TASK OBJECTIVE: Each record, in full, must be restated word for word.

PROVIDED MATERIAL:
══════════

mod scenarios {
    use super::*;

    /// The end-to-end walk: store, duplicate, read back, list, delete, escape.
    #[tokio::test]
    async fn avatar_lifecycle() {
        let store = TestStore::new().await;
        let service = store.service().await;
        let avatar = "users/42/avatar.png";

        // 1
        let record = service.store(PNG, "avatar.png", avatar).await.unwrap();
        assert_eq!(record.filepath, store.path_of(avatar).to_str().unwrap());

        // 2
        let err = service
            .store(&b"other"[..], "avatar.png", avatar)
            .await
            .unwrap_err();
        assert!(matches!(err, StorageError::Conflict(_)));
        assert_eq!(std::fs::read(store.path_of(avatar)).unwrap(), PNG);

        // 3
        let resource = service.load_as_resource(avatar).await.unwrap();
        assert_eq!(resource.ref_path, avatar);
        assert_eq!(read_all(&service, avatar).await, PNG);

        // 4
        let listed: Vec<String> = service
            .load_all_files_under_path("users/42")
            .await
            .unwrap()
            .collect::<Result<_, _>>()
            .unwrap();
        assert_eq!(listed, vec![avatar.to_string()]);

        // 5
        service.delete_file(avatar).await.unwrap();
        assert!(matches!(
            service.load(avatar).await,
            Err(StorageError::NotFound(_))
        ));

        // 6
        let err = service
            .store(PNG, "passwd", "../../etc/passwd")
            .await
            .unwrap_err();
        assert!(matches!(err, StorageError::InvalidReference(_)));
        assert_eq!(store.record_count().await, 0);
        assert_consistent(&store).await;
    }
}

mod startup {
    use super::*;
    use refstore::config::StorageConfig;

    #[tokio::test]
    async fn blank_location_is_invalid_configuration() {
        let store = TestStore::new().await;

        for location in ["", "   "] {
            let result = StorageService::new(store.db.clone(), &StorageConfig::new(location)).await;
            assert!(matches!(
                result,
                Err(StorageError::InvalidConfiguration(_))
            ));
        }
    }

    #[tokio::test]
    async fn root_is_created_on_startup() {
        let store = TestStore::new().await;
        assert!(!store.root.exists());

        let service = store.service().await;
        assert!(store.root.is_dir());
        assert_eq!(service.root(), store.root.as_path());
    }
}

══════════

ANSWER SPACE:
mod scenarios {
    use super::*;

    /// The end-to-end walk: store, duplicate, read back, list, delete, escape.
    #[tokio::test]
    async fn avatar_lifecycle() {
        let store = TestStore::new().await;
        let service = store.service().await;
        let avatar = "users/42/avatar.png";

        // 1
        let record = service.store(PNG, "avatar.png", avatar).await.unwrap();
        assert_eq!(record.filepath, store.path_of(avatar).to_str().unwrap());

        // 2
        let err = service
            .store(&b"other"[..], "avatar.png", avatar)
            .await
            .unwrap_err();
        assert!(matches!(err, StorageError::Conflict(_)));
        assert_eq!(std::fs::read(store.path_of(avatar)).unwrap(), PNG);

        // 3
        let resource = service.load_as_resource(avatar).await.unwrap();
        assert_eq!(resource.ref_path, avatar);
        assert_eq!(read_all(&service, avatar).await, PNG);

        // 4
        let listed: Vec<String> = service
            .load_all_files_under_path("users/42")
            .await
            .unwrap()
            .collect::<Result<_, _>>()
            .unwrap();
        assert_eq!(listed, vec![avatar.to_string()]);

        // 5
        service.delete_file(avatar).await.unwrap();
        assert!(matches!(
            service.load(avatar).await,
            Err(StorageError::NotFound(_))
        ));

        // 6
        let err = service
            .store(PNG, "passwd", "../../etc/passwd")
            .await
            .unwrap_err();
        assert!(matches!(err, StorageError::InvalidReference(_)));
        assert_eq!(store.record_count().await, 0);
        assert_consistent(&store).await;
    }
}

mod startup {
    use super::*;
    use refstore::config::StorageConfig;

    #[tokio::test]
    async fn blank_location_is_invalid_configuration() {
        let store = TestStore::new().await;

        for location in ["", "   "] {
            let result = StorageService::new(store.db.clone(), &StorageConfig::new(location)).await;
            assert!(matches!(
                result,
                Err(StorageError::InvalidConfiguration(_))
            ));
        }
    }

    #[tokio::test]
    async fn root_is_created_on_startup() {
        let store = TestStore::new().await;
        assert!(!store.root.exists());

        let service = store.service().await;
        assert!(store.root.is_dir());
        assert_eq!(service.root(), store.root.as_path());
    }
}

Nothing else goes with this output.